- _WHAT THE TASK ASKS_
Write each entry down again precisely, skipping nothing.

- _EXERCISE INPUT_
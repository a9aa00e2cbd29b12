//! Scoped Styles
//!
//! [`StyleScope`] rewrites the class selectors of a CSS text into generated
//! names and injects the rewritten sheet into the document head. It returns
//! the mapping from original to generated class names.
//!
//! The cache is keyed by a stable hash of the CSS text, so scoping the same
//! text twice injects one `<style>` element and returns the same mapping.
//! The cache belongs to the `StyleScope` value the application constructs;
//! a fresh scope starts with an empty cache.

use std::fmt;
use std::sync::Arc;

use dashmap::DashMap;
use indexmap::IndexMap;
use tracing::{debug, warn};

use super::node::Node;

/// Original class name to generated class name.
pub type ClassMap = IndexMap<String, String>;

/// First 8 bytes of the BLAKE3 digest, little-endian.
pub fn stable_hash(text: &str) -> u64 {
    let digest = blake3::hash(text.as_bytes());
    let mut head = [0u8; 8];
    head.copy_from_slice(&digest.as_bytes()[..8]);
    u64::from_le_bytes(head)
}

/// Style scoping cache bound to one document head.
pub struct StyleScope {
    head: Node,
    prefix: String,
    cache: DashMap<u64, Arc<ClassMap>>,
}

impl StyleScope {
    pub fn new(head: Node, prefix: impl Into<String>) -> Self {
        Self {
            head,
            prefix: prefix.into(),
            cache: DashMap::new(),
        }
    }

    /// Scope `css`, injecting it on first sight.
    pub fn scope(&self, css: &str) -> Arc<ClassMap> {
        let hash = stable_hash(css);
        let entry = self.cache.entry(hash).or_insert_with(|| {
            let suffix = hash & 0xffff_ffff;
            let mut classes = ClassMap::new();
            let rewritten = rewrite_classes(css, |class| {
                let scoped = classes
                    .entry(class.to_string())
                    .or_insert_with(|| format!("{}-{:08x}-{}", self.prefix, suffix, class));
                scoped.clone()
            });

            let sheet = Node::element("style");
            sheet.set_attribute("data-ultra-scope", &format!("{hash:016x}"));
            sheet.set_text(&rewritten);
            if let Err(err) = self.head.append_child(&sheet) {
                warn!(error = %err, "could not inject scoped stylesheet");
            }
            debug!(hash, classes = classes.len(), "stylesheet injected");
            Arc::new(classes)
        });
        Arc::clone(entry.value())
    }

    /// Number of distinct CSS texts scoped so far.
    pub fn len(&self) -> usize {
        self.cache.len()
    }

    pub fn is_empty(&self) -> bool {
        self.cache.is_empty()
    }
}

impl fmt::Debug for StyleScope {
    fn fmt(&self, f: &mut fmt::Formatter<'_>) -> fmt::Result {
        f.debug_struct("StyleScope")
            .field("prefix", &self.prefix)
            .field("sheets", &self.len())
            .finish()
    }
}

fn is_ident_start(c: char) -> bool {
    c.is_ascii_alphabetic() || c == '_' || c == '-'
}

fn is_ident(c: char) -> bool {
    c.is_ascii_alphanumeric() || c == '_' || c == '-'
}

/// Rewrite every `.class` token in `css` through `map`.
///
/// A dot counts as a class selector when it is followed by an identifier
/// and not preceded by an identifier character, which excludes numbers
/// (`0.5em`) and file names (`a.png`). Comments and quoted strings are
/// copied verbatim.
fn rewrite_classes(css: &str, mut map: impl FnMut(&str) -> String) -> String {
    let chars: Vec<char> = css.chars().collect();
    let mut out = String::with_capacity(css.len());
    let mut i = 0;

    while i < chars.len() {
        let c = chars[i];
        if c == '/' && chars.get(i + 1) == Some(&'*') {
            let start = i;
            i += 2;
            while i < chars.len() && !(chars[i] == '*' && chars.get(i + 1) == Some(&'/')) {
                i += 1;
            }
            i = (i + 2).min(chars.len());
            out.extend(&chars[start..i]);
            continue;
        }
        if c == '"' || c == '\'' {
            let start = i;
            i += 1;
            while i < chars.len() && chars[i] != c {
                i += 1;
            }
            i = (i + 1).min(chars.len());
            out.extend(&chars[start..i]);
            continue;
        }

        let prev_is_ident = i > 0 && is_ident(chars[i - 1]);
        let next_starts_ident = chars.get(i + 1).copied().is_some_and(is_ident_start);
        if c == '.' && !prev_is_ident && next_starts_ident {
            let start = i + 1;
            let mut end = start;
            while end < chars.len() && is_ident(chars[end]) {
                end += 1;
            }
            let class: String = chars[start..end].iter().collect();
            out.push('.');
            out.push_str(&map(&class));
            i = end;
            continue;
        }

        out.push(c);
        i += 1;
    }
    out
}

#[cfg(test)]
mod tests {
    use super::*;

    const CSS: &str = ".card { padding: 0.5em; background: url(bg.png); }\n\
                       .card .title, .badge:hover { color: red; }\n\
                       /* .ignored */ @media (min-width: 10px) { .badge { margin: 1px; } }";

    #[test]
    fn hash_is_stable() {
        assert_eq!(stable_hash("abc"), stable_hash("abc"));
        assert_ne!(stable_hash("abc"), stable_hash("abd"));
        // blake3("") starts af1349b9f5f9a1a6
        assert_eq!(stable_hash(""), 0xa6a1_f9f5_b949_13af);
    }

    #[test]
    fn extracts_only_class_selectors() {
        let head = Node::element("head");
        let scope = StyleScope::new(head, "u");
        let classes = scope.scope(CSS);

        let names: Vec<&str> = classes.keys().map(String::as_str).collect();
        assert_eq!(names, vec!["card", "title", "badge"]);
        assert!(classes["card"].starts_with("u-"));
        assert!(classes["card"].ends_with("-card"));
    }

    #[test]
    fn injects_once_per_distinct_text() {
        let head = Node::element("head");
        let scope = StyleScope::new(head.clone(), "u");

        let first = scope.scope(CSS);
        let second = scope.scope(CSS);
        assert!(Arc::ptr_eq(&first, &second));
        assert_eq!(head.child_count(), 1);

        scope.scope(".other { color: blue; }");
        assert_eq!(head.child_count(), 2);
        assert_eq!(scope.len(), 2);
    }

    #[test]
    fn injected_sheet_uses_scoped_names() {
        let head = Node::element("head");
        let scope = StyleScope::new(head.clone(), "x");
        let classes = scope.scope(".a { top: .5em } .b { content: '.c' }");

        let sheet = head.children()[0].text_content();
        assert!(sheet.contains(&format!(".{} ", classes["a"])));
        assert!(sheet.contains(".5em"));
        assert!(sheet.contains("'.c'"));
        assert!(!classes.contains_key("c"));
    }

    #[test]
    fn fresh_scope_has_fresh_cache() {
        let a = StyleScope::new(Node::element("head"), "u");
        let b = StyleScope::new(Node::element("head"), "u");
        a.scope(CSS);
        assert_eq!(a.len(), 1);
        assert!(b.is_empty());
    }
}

- _SOLUTION TO THIS PROBLEM_
repository a9aa00e2cbd29b12
//! Scoped Styles
//!
//! [`StyleScope`] rewrites the class selectors of a CSS text into generated
//! names and injects the rewritten sheet into the document head. It returns
//! the mapping from original to generated class names.
//!
//! The cache is keyed by a stable hash of the CSS text, so scoping the same
//! text twice injects one `<style>` element and returns the same mapping.
//! The cache belongs to the `StyleScope` value the application constructs;
//! a fresh scope starts with an empty cache.

use std::fmt;
use std::sync::Arc;

use dashmap::DashMap;
use indexmap::IndexMap;
use tracing::{debug, warn};

use super::node::Node;

/// Original class name to generated class name.
pub type ClassMap = IndexMap<String, String>;

/// First 8 bytes of the BLAKE3 digest, little-endian.
pub fn stable_hash(text: &str) -> u64 {
    let digest = blake3::hash(text.as_bytes());
    let mut head = [0u8; 8];
    head.copy_from_slice(&digest.as_bytes()[..8]);
    u64::from_le_bytes(head)
}

/// Style scoping cache bound to one document head.
pub struct StyleScope {
    head: Node,
    prefix: String,
    cache: DashMap<u64, Arc<ClassMap>>,
}

impl StyleScope {
    pub fn new(head: Node, prefix: impl Into<String>) -> Self {
        Self {
            head,
            prefix: prefix.into(),
            cache: DashMap::new(),
        }
    }

    /// Scope `css`, injecting it on first sight.
    pub fn scope(&self, css: &str) -> Arc<ClassMap> {
        let hash = stable_hash(css);
        let entry = self.cache.entry(hash).or_insert_with(|| {
            let suffix = hash & 0xffff_ffff;
            let mut classes = ClassMap::new();
            let rewritten = rewrite_classes(css, |class| {
                let scoped = classes
                    .entry(class.to_string())
                    .or_insert_with(|| format!("{}-{:08x}-{}", self.prefix, suffix, class));
                scoped.clone()
            });

            let sheet = Node::element("style");
            sheet.set_attribute("data-ultra-scope", &format!("{hash:016x}"));
            sheet.set_text(&rewritten);
            if let Err(err) = self.head.append_child(&sheet) {
                warn!(error = %err, "could not inject scoped stylesheet");
            }
            debug!(hash, classes = classes.len(), "stylesheet injected");
            Arc::new(classes)
        });
        Arc::clone(entry.value())
    }

    /// Number of distinct CSS texts scoped so far.
    pub fn len(&self) -> usize {
        self.cache.len()
    }

    pub fn is_empty(&self) -> bool {
        self.cache.is_empty()
    }
}

impl fmt::Debug for StyleScope {
    fn fmt(&self, f: &mut fmt::Formatter<'_>) -> fmt::Result {
        f.debug_struct("StyleScope")
            .field("prefix", &self.prefix)
            .field("sheets", &self.len())
            .finish()
    }
}

fn is_ident_start(c: char) -> bool {
    c.is_ascii_alphabetic() || c == '_' || c == '-'
}

fn is_ident(c: char) -> bool {
    c.is_ascii_alphanumeric() || c == '_' || c == '-'
}

/// Rewrite every `.class` token in `css` through `map`.
///
/// A dot counts as a class selector when it is followed by an identifier
/// and not preceded by an identifier character, which excludes numbers
/// (`0.5em`) and file names (`a.png`). Comments and quoted strings are
/// copied verbatim.
fn rewrite_classes(css: &str, mut map: impl FnMut(&str) -> String) -> String {
    let chars: Vec<char> = css.chars().collect();
    let mut out = String::with_capacity(css.len());
    let mut i = 0;

    while i < chars.len() {
        let c = chars[i];
        if c == '/' && chars.get(i + 1) == Some(&'*') {
            let start = i;
            i += 2;
            while i < chars.len() && !(chars[i] == '*' && chars.get(i + 1) == Some(&'/')) {
                i += 1;
            }
            i = (i + 2).min(chars.len());
            out.extend(&chars[start..i]);
            continue;
        }
        if c == '"' || c == '\'' {
            let start = i;
            i += 1;
            while i < chars.len() && chars[i] != c {
                i += 1;
            }
            i = (i + 1).min(chars.len());
            out.extend(&chars[start..i]);
            continue;
        }

        let prev_is_ident = i > 0 && is_ident(chars[i - 1]);
        let next_starts_ident = chars.get(i + 1).copied().is_some_and(is_ident_start);
        if c == '.' && !prev_is_ident && next_starts_ident {
            let start = i + 1;
            let mut end = start;
            while end < chars.len() && is_ident(chars[end]) {
                end += 1;
            }
            let class: String = chars[start..end].iter().collect();
            out.push('.');
            out.push_str(&map(&class));
            i = end;
            continue;
        }

        out.push(c);
        i += 1;
    }
    out
}

#[cfg(test)]
mod tests {
    use super::*;

    const CSS: &str = ".card { padding: 0.5em; background: url(bg.png); }\n\
                       .card .title, .badge:hover { color: red; }\n\
                       /* .ignored */ @media (min-width: 10px) { .badge { margin: 1px; } }";

    #[test]
    fn hash_is_stable() {
        assert_eq!(stable_hash("abc"), stable_hash("abc"));
        assert_ne!(stable_hash("abc"), stable_hash("abd"));
        // blake3("") starts af1349b9f5f9a1a6
        assert_eq!(stable_hash(""), 0xa6a1_f9f5_b949_13af);
    }

    #[test]
    fn extracts_only_class_selectors() {
        let head = Node::element("head");
        let scope = StyleScope::new(head, "u");
        let classes = scope.scope(CSS);

        let names: Vec<&str> = classes.keys().map(String::as_str).collect();
        assert_eq!(names, vec!["card", "title", "badge"]);
        assert!(classes["card"].starts_with("u-"));
        assert!(classes["card"].ends_with("-card"));
    }

    #[test]
    fn injects_once_per_distinct_text() {
        let head = Node::element("head");
        let scope = StyleScope::new(head.clone(), "u");

        let first = scope.scope(CSS);
        let second = scope.scope(CSS);
        assert!(Arc::ptr_eq(&first, &second));
        assert_eq!(head.child_count(), 1);

        scope.scope(".other { color: blue; }");
        assert_eq!(head.child_count(), 2);
        assert_eq!(scope.len(), 2);
    }

    #[test]
    fn injected_sheet_uses_scoped_names() {
        let head = Node::element("head");
        let scope = StyleScope::new(head.clone(), "x");
        let classes = scope.scope(".a { top: .5em } .b { content: '.c' }");

        let sheet = head.children()[0].text_content();
        assert!(sheet.contains(&format!(".{} ", classes["a"])));
        assert!(sheet.contains(".5em"));
        assert!(sheet.contains("'.c'"));
        assert!(!classes.contains_key("c"));
    }

    #[test]
    fn fresh_scope_has_fresh_cache() {
        let a = StyleScope::new(Node::element("head"), "u");
        let b = StyleScope::new(Node::element("head"), "u");
        a.scope(CSS);
        assert_eq!(a.len(), 1);
        assert!(b.is_empty());
    }
}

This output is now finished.